Stored data entries
§ §
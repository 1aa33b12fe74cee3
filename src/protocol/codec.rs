//! Wire codec for the SCADA WebSocket protocol
//!
//! Frames are JSON objects carrying a `Request` discriminator. Anything that
//! does not parse as JSON is an opaque binary payload, never a protocol error.

use serde_json::Value;
use tokio_tungstenite::tungstenite::protocol::Message;

use crate::types::Result;

/// Discriminator field present on every structured message
pub const DISCRIMINATOR_FIELD: &str = "Request";

/// A structured message tagged with its discriminator
#[derive(Debug, Clone, PartialEq)]
pub struct Envelope {
    /// Value of the `Request` field, if the message carried one
    pub kind: Option<String>,
    /// The full decoded message
    pub body: Value,
}

impl Envelope {
    pub fn new(body: Value) -> Self {
        let kind = body
            .get(DISCRIMINATOR_FIELD)
            .and_then(Value::as_str)
            .map(str::to_string);
        Self { kind, body }
    }

    pub fn is_kind(&self, kind: &str) -> bool {
        self.kind.as_deref() == Some(kind)
    }

    /// Borrow a field of the message body
    pub fn field(&self, name: &str) -> Option<&Value> {
        self.body.get(name)
    }
}

/// A decoded inbound frame
#[derive(Debug, Clone, PartialEq)]
pub enum InboundMessage {
    Structured(Envelope),
    Binary(Vec<u8>),
}

/// Encode an outgoing request as a text frame
pub fn encode(request: &Value) -> Result<Message> {
    Ok(Message::Text(serde_json::to_string(request)?))
}

/// Decode a raw payload.
pub fn decode(payload: &[u8]) -> InboundMessage {
    match serde_json::from_slice::<Value>(payload) {
        Ok(body) => InboundMessage::Structured(Envelope::new(body)),
        Err(_) => InboundMessage::Binary(payload.to_vec()),
    }
}

/// Decode a WebSocket message. Control frames yield `None`.
pub fn decode_message(msg: &Message) -> Option<InboundMessage> {
    match msg {
        Message::Text(text) => Some(decode(text.as_bytes())),
        Message::Binary(data) => Some(decode(data)),
        _ => None,
    }
}
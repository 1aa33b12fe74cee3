//! SCADA gateway binary

use clap::Parser;
use std::sync::Arc;
use tracing::{error, info, warn};
use tracing_subscriber::{layer::SubscriberExt, util::SubscriberInitExt};

use scada_gateway::{
    cache::CacheStore,
    capture::FileCapture,
    config::Args,
    correlator::Correlator,
    credentials::CredentialStore,
    server, Gateway, Session,
};

#[tokio::main]
async fn main() -> anyhow::Result<()> {
    // Load environment variables from .env file if present
    let _ = dotenvy::dotenv();

    let args = Args::parse();

    let log_level = args.log_level.clone();
    tracing_subscriber::registry()
        .with(
            tracing_subscriber::EnvFilter::try_from_default_env()
                .unwrap_or_else(|_| format!("scada_gateway={},info", log_level).into()),
        )
        .with(tracing_subscriber::fmt::layer())
        .init();

    if let Err(e) = args.validate() {
        error!("Configuration error: {}", e);
        std::process::exit(1);
    }

    let credentials = Arc::new(CredentialStore::load(&args.credentials_path)?);
    let snapshot = credentials.snapshot();

    info!("======================================");
    info!("  SCADA gateway");
    info!("======================================");
    info!("Listen: {}", args.listen);
    info!("Upstream: {}", snapshot.ws_url);
    info!("Login: {}", snapshot.login);
    info!("Node: {:?}, device: {:?}", snapshot.node_id, snapshot.did);
    info!("Data dir: {}", args.data_dir.display());
    info!("Credentials: {}", args.credentials_path.display());
    info!("Capture file: {}", args.capture_path.display());
    match args.cache_ttl() {
        Some(ttl) => info!("Cache TTL: {}s", ttl.as_secs()),
        None => info!("Cache TTL: none"),
    }
    info!("======================================");

    if snapshot.ws_url.is_empty() {
        warn!(
            "No ws_url configured, upstream requests will fail until the credentials file is fixed"
        );
    }

    let store = Arc::new(CacheStore::open(&args.data_dir, args.cache_ttl())?);
    let session = Arc::new(Session::new(
        credentials,
        store,
        Arc::new(Correlator::new()),
        Arc::new(FileCapture::new(&args.capture_path)),
        args.connect_timeout(),
    ));
    let gateway = Arc::new(Gateway::new(session, args.timeouts()));

    // Log in ahead of the first request
    let startup = Arc::clone(&gateway);
    tokio::spawn(async move {
        match startup.ensure_ready().await {
            Ok(()) => info!("Upstream session ready"),
            Err(e) => warn!("Initial connect failed: {}", e),
        }
    });

    server::run(gateway, args.listen).await?;
    Ok(())
}
//! Side channel for opaque binary frames
//!
//! Binary payloads are never correlated. They are handed to a sink as soon as
//! they arrive.

use std::fs;
use std::path::PathBuf;
use tracing::{debug, error};

/// Receiver of binary payloads
pub trait CaptureSink: Send + Sync {
    fn capture(&self, payload: &[u8]);
}

/// Keeps the most recent binary payload in a single file
pub struct FileCapture {
    path: PathBuf,
}

impl FileCapture {
    pub fn new(path: impl Into<PathBuf>) -> Self {
        Self { path: path.into() }
    }
}

impl CaptureSink for FileCapture {
    fn capture(&self, payload: &[u8]) {
        match fs::write(&self.path, payload) {
            Ok(()) => debug!(
                bytes = payload.len(),
                path = %self.path.display(),
                "Captured binary frame"
            ),
            Err(e) => error!(
                path = %self.path.display(),
                "Failed to capture binary frame: {}",
                e
            ),
        }
    }
}

/// Discards binary payloads
pub struct NullCapture;

impl CaptureSink for NullCapture {
    fn capture(&self, _payload: &[u8]) {}
}
//! Resource cache
//!
//! Last-known payload of every resource fetched from the SCADA endpoint,
//! together with the last-known connection state. Entries are never expired
//! proactively; whether they may be served depends on the session state at
//! read time.

pub mod keys;
pub mod store;

pub use keys::ResourceKey;
pub use store::{CacheEntry, CacheStore, STATE_FILE};
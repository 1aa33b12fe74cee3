//! SCADA wire protocol
//!
//! JSON-framed messages over a persistent WebSocket. Every message names its
//! kind in the `Request` field; replies echo the kind of the request.

pub mod challenge;
pub mod codec;
pub mod messages;

pub use challenge::{solve, ChallengeError};
pub use codec::{Envelope, InboundMessage};
pub use messages::kinds;
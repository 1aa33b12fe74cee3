//! Challenge solver for the login handshake
//!
//! The endpoint sends an arithmetic program such as `=100; +50; -20; *2; /3; Bitti`.
//! Each `;`-separated step applies one operator with an unsigned literal to an
//! accumulator starting at zero. The final accumulator is the login token.

/// Marks the end of the program; any step containing it is ignored.
pub const END_SENTINEL: &str = "Bitti";

/// Errors produced while evaluating a challenge
#[derive(Debug, Clone, PartialEq, Eq, thiserror::Error)]
pub enum ChallengeError {
    #[error("division by zero in challenge step '{0}'")]
    DivisionByZero(String),

    #[error("arithmetic overflow in challenge step '{0}'")]
    Overflow(String),
}

#[derive(Debug, Clone, Copy, PartialEq, Eq)]
enum Op {
    Assign,
    Add,
    Sub,
    Mul,
    Div,
}

impl Op {
    fn from_byte(b: u8) -> Option<Self> {
        match b {
            b'=' => Some(Self::Assign),
            b'+' => Some(Self::Add),
            b'-' => Some(Self::Sub),
            b'*' => Some(Self::Mul),
            b'/' => Some(Self::Div),
            _ => None,
        }
    }
}

/// Evaluate a challenge program into its response token.
pub fn solve(program: &str) -> Result<i64, ChallengeError> {
    let mut acc: i64 = 0;

    for step in program
        .split(';')
        .map(str::trim)
        .filter(|s| !s.is_empty() && !s.contains(END_SENTINEL))
    {
        let Some((op, literal)) = parse_step(step) else {
            continue;
        };
        let value: i64 = literal
            .parse()
            .map_err(|_| ChallengeError::Overflow(step.to_string()))?;

        acc = match op {
            Op::Assign => Some(value),
            Op::Add => acc.checked_add(value),
            Op::Sub => acc.checked_sub(value),
            Op::Mul => acc.checked_mul(value),
            Op::Div => {
                if value == 0 {
                    return Err(ChallengeError::DivisionByZero(step.to_string()));
                }
                floor_div(acc, value)
            }
        }
        .ok_or_else(|| ChallengeError::Overflow(step.to_string()))?;
    }

    Ok(acc)
}

/// Find the first operator in `step` that is followed by an optional `=`,
/// optional whitespace and at least one digit.
fn parse_step(step: &str) -> Option<(Op, &str)> {
    let bytes = step.as_bytes();

    for (i, &b) in bytes.iter().enumerate() {
        let Some(op) = Op::from_byte(b) else {
            continue;
        };

        let mut j = i + 1;
        if bytes.get(j) == Some(&b'=') {
            j += 1;
        }
        while bytes.get(j).is_some_and(|c| c.is_ascii_whitespace()) {
            j += 1;
        }
        let start = j;
        while bytes.get(j).is_some_and(u8::is_ascii_digit) {
            j += 1;
        }
        if j > start {
            return Some((op, &step[start..j]));
        }
    }

    None
}

/// Integer division rounding towards negative infinity.
fn floor_div(a: i64, b: i64) -> Option<i64> {
    let q = a.checked_div(b)?;
    if a % b != 0 && ((a < 0) != (b < 0)) {
        q.checked_sub(1)
    } else {
        Some(q)
    }
}

#[cfg(test)]
mod tests {
    use super::*;

    #[test]
    fn test_reference_program() {
        assert_eq!(solve("=100; +50; -20; *2; /3; Bitti"), Ok(86));
    }

    #[test]
    fn test_division_floors_negative() {
        assert_eq!(solve("=-7;/2"), Ok(-4));
        assert_eq!(solve("-1;/3"), Ok(-1));
        assert_eq!(solve("-9;/3"), Ok(-3));
    }

    #[test]
    fn test_operator_with_equals_and_spaces() {
        assert_eq!(solve("= 10; += 5; *= 3"), Ok(45));
    }

    #[test]
    fn test_unrecognized_steps_are_skipped() {
        assert_eq!(solve("=4; hello; +; *x; +1"), Ok(5));
    }

    #[test]
    fn test_sentinel_step_discarded_anywhere() {
        assert_eq!(solve("=3; +100 Bitti; *2"), Ok(6));
    }

    #[test]
    fn test_empty_program() {
        assert_eq!(solve(""), Ok(0));
        assert_eq!(solve(" ; ;Bitti"), Ok(0));
    }

    #[test]
    fn test_division_by_zero() {
        assert_eq!(
            solve("=5;/0"),
            Err(ChallengeError::DivisionByZero("/0".into()))
        );
    }

    #[test]
    fn test_overflow_is_reported() {
        assert!(matches!(
            solve("=9223372036854775807;+1"),
            Err(ChallengeError::Overflow(_))
        ));
        assert!(matches!(
            solve("=99999999999999999999"),
            Err(ChallengeError::Overflow(_))
        ));
    }

    #[test]
    fn test_deterministic() {
        let program = "=12; *7; -3; /4; +1";
        assert_eq!(solve(program), solve(program));
        assert_eq!(solve(program), Ok(21));
    }
}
§ §
Task to complete: Reproduce each line of the records in which "snapshot" appears.

Exercise answer:
    let snapshot = credentials.snapshot();
    info!("Upstream: {}", snapshot.ws_url);
    info!("Login: {}", snapshot.login);
    info!("Node: {:?}, device: {:?}", snapshot.node_id, snapshot.did);
    if snapshot.ws_url.is_empty() {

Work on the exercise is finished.